# ASSIGNED TASK:
Find the lines in the records below that contain "error", and report each of them.
MATERIAL PROVIDED: Begin
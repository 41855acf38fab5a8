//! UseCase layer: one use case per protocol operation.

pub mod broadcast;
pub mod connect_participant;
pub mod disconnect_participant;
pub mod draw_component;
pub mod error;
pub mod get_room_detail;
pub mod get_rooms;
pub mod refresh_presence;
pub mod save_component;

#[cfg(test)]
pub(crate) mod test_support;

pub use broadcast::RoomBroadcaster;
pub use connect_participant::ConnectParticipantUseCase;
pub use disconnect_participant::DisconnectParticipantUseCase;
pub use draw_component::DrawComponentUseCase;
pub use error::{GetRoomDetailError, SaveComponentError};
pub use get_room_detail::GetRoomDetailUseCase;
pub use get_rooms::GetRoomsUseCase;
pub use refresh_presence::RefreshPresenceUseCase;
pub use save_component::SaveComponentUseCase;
MATERIAL PROVIDED: End
MATERIAL PROVIDED: Begin
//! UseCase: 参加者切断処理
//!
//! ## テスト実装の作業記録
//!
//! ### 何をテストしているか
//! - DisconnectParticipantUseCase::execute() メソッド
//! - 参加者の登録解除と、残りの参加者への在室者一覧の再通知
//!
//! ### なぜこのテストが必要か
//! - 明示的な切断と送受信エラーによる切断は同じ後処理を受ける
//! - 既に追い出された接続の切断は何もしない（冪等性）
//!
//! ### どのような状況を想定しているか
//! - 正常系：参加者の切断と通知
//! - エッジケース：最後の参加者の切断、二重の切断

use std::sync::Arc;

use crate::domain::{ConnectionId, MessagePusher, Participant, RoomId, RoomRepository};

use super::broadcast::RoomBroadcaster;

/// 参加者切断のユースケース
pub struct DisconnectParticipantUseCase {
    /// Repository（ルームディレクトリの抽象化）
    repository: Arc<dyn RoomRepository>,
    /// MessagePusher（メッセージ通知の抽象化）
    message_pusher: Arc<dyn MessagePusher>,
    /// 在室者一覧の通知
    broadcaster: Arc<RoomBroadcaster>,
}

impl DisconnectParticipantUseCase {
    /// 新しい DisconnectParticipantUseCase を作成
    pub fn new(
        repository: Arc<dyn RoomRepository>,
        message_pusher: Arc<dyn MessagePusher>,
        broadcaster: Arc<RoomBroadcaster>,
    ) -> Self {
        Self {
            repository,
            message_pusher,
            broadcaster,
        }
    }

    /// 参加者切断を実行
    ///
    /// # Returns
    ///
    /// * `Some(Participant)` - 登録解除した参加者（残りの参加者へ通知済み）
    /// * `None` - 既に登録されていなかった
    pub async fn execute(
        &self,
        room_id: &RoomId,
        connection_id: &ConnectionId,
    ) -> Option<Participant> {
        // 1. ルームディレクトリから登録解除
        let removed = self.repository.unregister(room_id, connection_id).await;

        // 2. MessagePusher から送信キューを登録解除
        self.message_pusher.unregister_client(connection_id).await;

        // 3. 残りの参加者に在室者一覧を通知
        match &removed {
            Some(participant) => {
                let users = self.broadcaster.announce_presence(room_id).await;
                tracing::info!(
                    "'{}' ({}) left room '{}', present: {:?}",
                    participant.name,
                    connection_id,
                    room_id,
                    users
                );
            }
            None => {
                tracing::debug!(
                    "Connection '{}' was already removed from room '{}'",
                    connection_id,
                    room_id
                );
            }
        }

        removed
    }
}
MATERIAL PROVIDED: End
# ANSWER SPACE:
pub mod error;
pub use error::{GetRoomDetailError, SaveComponentError};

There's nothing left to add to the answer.